Again, I take no position whether this is a bill of attainder. I simply bemoan the fact that many of the proponents of this bill don't care whether or not it is, and further, that it doesn't surprise me in the least.
Cross-posted on <pudge/*>.
moo (Score:2)
I don't know much about BoA either.
I was thinking that instead of just having Congress spend money; they should have to wait a little bit of time to do that.
Agree with journal, not title (Score:2)
I'll leave it to A.N.Other to post that cliche Moore quote from 'A Man For All Seasons'.
Re: (Score:2)
I'm more concerned by eroding legal frameworks for mindless populism than by the undeserving getting a fat bonus.
Indeed.
What about the title did you disagree with?
Laws, shmaws, we're better than you! (Score:2)

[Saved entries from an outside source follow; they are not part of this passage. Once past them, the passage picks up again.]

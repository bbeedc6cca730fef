pub mod builder;
pub mod handler;
pub mod listener;

pub use builder::ServerBuilder;
pub use handler::RequestHandler;
pub use listener::{bind_tcp, resolve};
// src/registry/record.rs
use anyhow::{anyhow, Result};
use chrono::{DateTime, Utc};
use std::net::IpAddr;
use url::Url;

pub const SCHEME: &str = "http";

/// One endpoint as reported by a discovery provider.
#[derive(Debug, Clone, PartialEq, Eq)]
pub struct Candidate {
    pub id: String,
    pub address: String,
    pub port: u16,
    pub priority: i32,
}

impl Candidate {
    pub fn new(id: impl Into<String>, address: impl Into<String>, port: u16, priority: i32) -> Self {
        Self {
            id: id.into(),
            address: address.into(),
            port,
            priority,
        }
    }
}

/// A known backend. Values handed out by the registry are copies; mutating one
/// does not affect the registry.
#[derive(Debug, Clone, PartialEq, Eq)]
pub struct ServiceRecord {
    pub id: String,
    pub address: String,
    pub port: u16,
    /// Lower is preferred.
    pub priority: i32,
    pub last_seen: DateTime<Utc>,
    pub healthy: bool,
}

impl ServiceRecord {
    pub(crate) fn discovered(candidate: Candidate, seen_at: DateTime<Utc>) -> Self {
        Self {
            id: candidate.id,
            address: candidate.address,
            port: candidate.port,
            priority: candidate.priority,
            last_seen: seen_at,
            healthy: false,
        }
    }

    /// Always derived from `address` and `port`, never stored.
    pub fn url(&self) -> String {
        format!("{}://{}:{}", SCHEME, self.address, self.port)
    }

    /// Absolute URL of `path` on this service, e.g. `/api/tags`. IPv6 literals
    /// are bracketed here even though `url()` leaves them bare.
    pub fn endpoint(&self, path: &str) -> Result<Url> {
        let mut base = Url::parse(&format!("{}://localhost/", SCHEME))?;
        match self.address.parse::<IpAddr>() {
            Ok(ip) => base
                .set_ip_host(ip)
                .map_err(|_| anyhow!("invalid host {}", self.address))?,
            Err(_) => base.set_host(Some(&self.address))?,
        }
        base.set_port(Some(self.port))
            .map_err(|_| anyhow!("invalid port {}", self.port))?;
        Ok(base.join(path)?)
    }

    pub fn age(&self, now: DateTime<Utc>) -> chrono::Duration {
        now - self.last_seen
    }
}

#[cfg(test)]
mod tests {
    use super::*;
    use proptest::prelude::*;

    fn record(address: &str, port: u16) -> ServiceRecord {
        ServiceRecord::discovered(Candidate::new("svc", address, port, 50), Utc::now())
    }

    #[test]
    fn test_new_record_starts_unhealthy() {
        assert!(!record("127.0.0.1", 11434).healthy);
    }

    #[test]
    fn test_url_follows_address_and_port() {
        let mut rec = record("127.0.0.1", 11434);
        assert_eq!(rec.url(), "http://127.0.0.1:11434");

        rec.address = "10.0.0.7".to_string();
        rec.port = 8000;
        assert_eq!(rec.url(), "http://10.0.0.7:8000");
    }

    #[test]
    fn test_endpoint_joins_path() {
        let rec = record("127.0.0.1", 11434);
        assert_eq!(
            rec.endpoint("/api/chat").unwrap().as_str(),
            "http://127.0.0.1:11434/api/chat"
        );
    }

    #[test]
    fn test_endpoint_brackets_ipv6_literal() {
        let rec = record("::1", 11434);
        assert_eq!(rec.url(), "http://::1:11434");
        assert_eq!(
            rec.endpoint("/api/tags").unwrap().as_str(),
            "http://[::1]:11434/api/tags"
        );
    }

    #[test]
    fn test_endpoint_accepts_hostname() {
        let rec = record("gpu-box.local", 8000);
        assert_eq!(
            rec.endpoint("/v1/models").unwrap().as_str(),
            "http://gpu-box.local:8000/v1/models"
        );
    }

    proptest! {
        #[test]
        fn url_is_scheme_address_port(a in 0u8..=255, b in 0u8..=255, c in 0u8..=255, d in 0u8..=255, port in 1u16..) {
            let address = format!("{}.{}.{}.{}", a, b, c, d);
            let rec = record(&address, port);
            prop_assert_eq!(rec.url(), format!("http://{}:{}", address, port));
        }
    }
}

While I agree on the AIG nonsense, it's not the most egregious example. After all the noise about 'smart diplomacy' and 'unilateralism' and 'international law' over the last 8 years, the Democrats have willfully violated NAFTA with the Mexican trucking thing.
Maybe it's not a rule of law thing, but just that they got mixed up on treating friends like friends, and enemies like enemies.

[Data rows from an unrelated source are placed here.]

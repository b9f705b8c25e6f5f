//! Console front-end for cithia.

use cithia::audio::capture::CpalMicrophone;
use cithia::audio::playback::{AudioPlaybackController, CpalOutput};
use cithia::stt::ParakeetDecoder;
use cithia::tts::{CommandSynthesizer, Speaker};
use cithia::{AssistantConfig, Orchestrator, PresentationSurface, Role, UserAction};
use clap::{Parser, Subcommand};
use std::io::{BufRead, Write};
use std::path::{Path, PathBuf};
use std::sync::Arc;
use std::sync::atomic::{AtomicBool, Ordering};
use std::time::Duration;
use tracing::info;
use tracing_subscriber::EnvFilter;

/// Cithia: voice-enabled chat and image generation assistant.
#[derive(Parser)]
#[command(name = "cithia", version, about)]
struct Cli {
    /// Path to TOML configuration file.
    #[arg(short, long, env = "CITHIA_CONFIG")]
    config: Option<PathBuf>,

    /// Language model to use instead of the configured one.
    #[arg(short, long)]
    model: Option<String>,

    /// Do not speak responses aloud.
    #[arg(long)]
    no_speech: bool,

    /// Log to stderr instead of the log directory.
    #[arg(long)]
    log_stderr: bool,

    /// Subcommand to run.
    #[command(subcommand)]
    command: Option<Command>,
}

/// Available commands.
#[derive(Subcommand)]
enum Command {
    /// Start an interactive session (default).
    Chat,

    /// List available audio devices.
    Devices,
}

const HELP: &str = "\
Type a message and press Enter to chat.
  generate image: <prompt>   generate an image
  /voice                     speak your message
  /stop                      stop speaking
  /save <path>               save the last generated image
  /tts on|off                toggle spoken responses
  /help                      show this help
  /quit                      exit";

fn main() -> anyhow::Result<()> {
    let cli = Cli::parse();
    let _log_guard = init_tracing(cli.log_stderr)?;

    let mut config = match cli.config {
        Some(ref path) => AssistantConfig::from_file(path)?,
        None => {
            let path = AssistantConfig::default_config_path();
            if path.is_file() {
                AssistantConfig::from_file(&path)?
            } else {
                AssistantConfig::default()
            }
        }
    };
    if let Some(model) = cli.model {
        config.llm.model = model;
    }
    if cli.no_speech {
        config.tts.enabled = false;
    }

    match cli.command.unwrap_or(Command::Chat) {
        Command::Chat => run_chat(config),
        Command::Devices => list_devices(),
    }
}

/// Install the tracing subscriber. The returned guard flushes the file writer on drop.
fn init_tracing(to_stderr: bool) -> anyhow::Result<Option<tracing_appender::non_blocking::WorkerGuard>> {
    // Keep dependency logs quiet by default; RUST_LOG overrides.
    let filter = EnvFilter::try_from_default_env()
        .unwrap_or_else(|_| EnvFilter::new("cithia=info,hf_hub=warn,ort=warn"));

    if to_stderr {
        tracing_subscriber::fmt()
            .with_env_filter(filter)
            .with_writer(std::io::stderr)
            .init();
        return Ok(None);
    }

    let log_dir = AssistantConfig::log_dir();
    std::fs::create_dir_all(&log_dir)?;
    let appender = tracing_appender::rolling::daily(&log_dir, "cithia.log");
    let (writer, guard) = tracing_appender::non_blocking(appender);
    tracing_subscriber::fmt()
        .with_env_filter(filter)
        .with_writer(writer)
        .with_ansi(false)
        .init();
    Ok(Some(guard))
}

fn run_chat(config: AssistantConfig) -> anyhow::Result<()> {
    println!("Cithia v{}", env!("CARGO_PKG_VERSION"));
    info!(
        "starting session: model={}, backend={}",
        config.llm.model, config.llm.api_url
    );

    let runtime = tokio::runtime::Builder::new_multi_thread()
        .enable_all()
        .thread_name("cithia-worker")
        .build()?;

    let playback = AudioPlaybackController::new(
        CpalOutput::new(&config.audio),
        Duration::from_millis(config.audio.watcher_poll_ms),
    );
    let speaker = Speaker::new(
        CommandSynthesizer::new(&config.tts),
        playback,
        runtime.handle().clone(),
        config.tts.enabled,
    );

    let controls = Arc::new(AtomicBool::new(true));
    let surface = ConsoleSurface::new(Arc::clone(&controls));
    let microphone = CpalMicrophone::new(&config.audio);
    let decoder = ParakeetDecoder::new(&config.stt, config.audio.input_sample_rate);
    let tick = config.ui.tick_interval();

    let mut orchestrator = Orchestrator::new(config, runtime.handle().clone(), surface, speaker)?
        .with_speech_capture(microphone, decoder);

    let (tx, rx) = crossbeam_channel::unbounded();
    std::thread::Builder::new()
        .name("cithia-stdin".into())
        .spawn(move || read_input(&tx, &controls))?;

    println!("{HELP}\n");
    orchestrator.run(&rx, tick);
    println!();
    info!("session ended");

    runtime.shutdown_timeout(Duration::from_secs(1));
    Ok(())
}

/// What one line of console input means.
#[derive(Debug, PartialEq, Eq)]
enum Input {
    Action(UserAction),
    Help,
    Quit,
    Invalid(&'static str),
}

fn parse_input(line: &str) -> Option<Input> {
    let line = line.trim();
    if line.is_empty() {
        return None;
    }
    let Some(command) = line.strip_prefix('/') else {
        return Some(Input::Action(UserAction::SubmitText(line.to_owned())));
    };

    let (name, arg) = match command.split_once(char::is_whitespace) {
        Some((name, arg)) => (name, arg.trim()),
        None => (command, ""),
    };
    let input = match name {
        "voice" => Input::Action(UserAction::RequestVoiceInput),
        "stop" => Input::Action(UserAction::RequestStopPlayback),
        "save" if arg.is_empty() => Input::Invalid("usage: /save <path>"),
        "save" => Input::Action(UserAction::RequestSaveLastImage {
            destination: PathBuf::from(arg),
        }),
        "tts" => match arg {
            "on" => Input::Action(UserAction::SetSpeechOutput(true)),
            "off" => Input::Action(UserAction::SetSpeechOutput(false)),
            _ => Input::Invalid("usage: /tts on|off"),
        },
        "help" => Input::Help,
        "quit" | "exit" => Input::Quit,
        _ => Input::Invalid("unknown command, try /help"),
    };
    Some(input)
}

/// Forward stdin lines as actions until EOF or `/quit`.
fn read_input(tx: &crossbeam_channel::Sender<UserAction>, controls: &AtomicBool) {
    let stdin = std::io::stdin();
    for line in stdin.lock().lines() {
        let Ok(line) = line else {
            break;
        };
        let action = match parse_input(&line) {
            None => continue,
            Some(Input::Action(action)) => action,
            Some(Input::Help) => {
                println!("{HELP}");
                continue;
            }
            Some(Input::Quit) => break,
            Some(Input::Invalid(usage)) => {
                println!("{usage}");
                continue;
            }
        };

        let allowed = controls.load(Ordering::Relaxed)
            || matches!(action, UserAction::RequestStopPlayback);
        if !allowed {
            println!("(input is paused while the image is generated)");
            continue;
        }
        if tx.send(action).is_err() {
            break;
        }
    }
}

/// Line-oriented surface: streamed replies are extended in place.
struct ConsoleSurface {
    controls: Arc<AtomicBool>,
    /// Role and text of a message still being written on the current line.
    open: Option<(Role, String)>,
}

impl ConsoleSurface {
    fn new(controls: Arc<AtomicBool>) -> Self {
        Self {
            controls,
            open: None,
        }
    }

    fn close_line(&mut self) {
        if self.open.take().is_some() {
            println!();
        }
    }
}

impl PresentationSurface for ConsoleSurface {
    fn append_message(&mut self, role: Role, text: &str) {
        self.close_line();
        print!("{role}: {text}");
        let _ = std::io::stdout().flush();
        self.open = Some((role, text.to_owned()));
    }

    fn replace_last_message(&mut self, text: &str) {
        let mut stdout = std::io::stdout();
        let Some((role, shown)) = self.open.as_mut() else {
            let _ = write!(stdout, "{text}");
            let _ = stdout.flush();
            self.open = Some((Role::Bot, text.to_owned()));
            return;
        };

        if let Some(suffix) = text.strip_prefix(shown.as_str()) {
            let _ = write!(stdout, "{suffix}");
        } else {
            let _ = write!(stdout, "\n{role}: {text}");
        }
        *shown = text.to_owned();
        let _ = stdout.flush();
    }

    fn show_image(&mut self, path: &Path) {
        self.close_line();
        println!("[image] {}", path.display());
    }

    fn set_controls_enabled(&mut self, enabled: bool) {
        self.controls.store(enabled, Ordering::Relaxed);
    }
}

fn list_devices() -> anyhow::Result<()> {
    println!("Input devices:");
    for name in CpalMicrophone::list_input_devices()? {
        println!("  - {name}");
    }

    println!("\nOutput devices:");
    for name in CpalOutput::list_output_devices()? {
        println!("  - {name}");
    }

    Ok(())
}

This thing makes me annoyed (Score:1)
Saying first outright that I'm not impressed by the proposed tax changes to take the bonuses back, I was discussing this with a tax lawyer on another forum and his opinion was that it wasn't a bill of attainder since they have not yet paid taxes on that income and functionally it's no different than any other tax code changes that are enacted in mid 2009 to apply to income made in early 2009 and on taxes filed in 2010.
Re: (Score:2)
I agree with that part, but that means it's not ex post facto in that sense, not that it's not a bill of attainder, which is largely unrelated to the issue of WHEN the law is passed.
An example of a bill of attainder would be: "Bernie Madoff is guilty of massive fraud, therefore we are going to tax everything he owns at 100% as punishment." That's unconstitutional: it identifies an identifiable individual or group, condemns them for wrongdoing, and punishes them for that wrongdoing.
Is this AIG bonus tax the
Re: (Score:1)
I agree--and I also think my lawyer friend must have had a braino when he typed "attainder" instead of "ex post facto".
Re: (Score:2)
It may not be technically ex post facto, but it sure seems like it is ex post facto in spirit. People are being punished for signing contracts that they did under an understood set of circumstances (existing tax law) and being punished by the sudden imposition of a RADICALLY different tax law.
I'm more inclined to think this will all blow over after it has achieved its desired mission of distracting public attention from the even more problematic aspects of the bail-out. The public and the press needed so
Comment removed (Score:3, Insightful)
Re: (Score:2)
Yeah, it kills me that so many Dems say they are "too big to fail," and then say "we should not let them get that big." I wonder how many of them actually think it would have been OK to let them go bankrupt, but wanted to use this to further their socialist agenda of not letting companies get that powerful. Literally, Robert Reich said on Sunday that AIG should not have been allowed to get that big.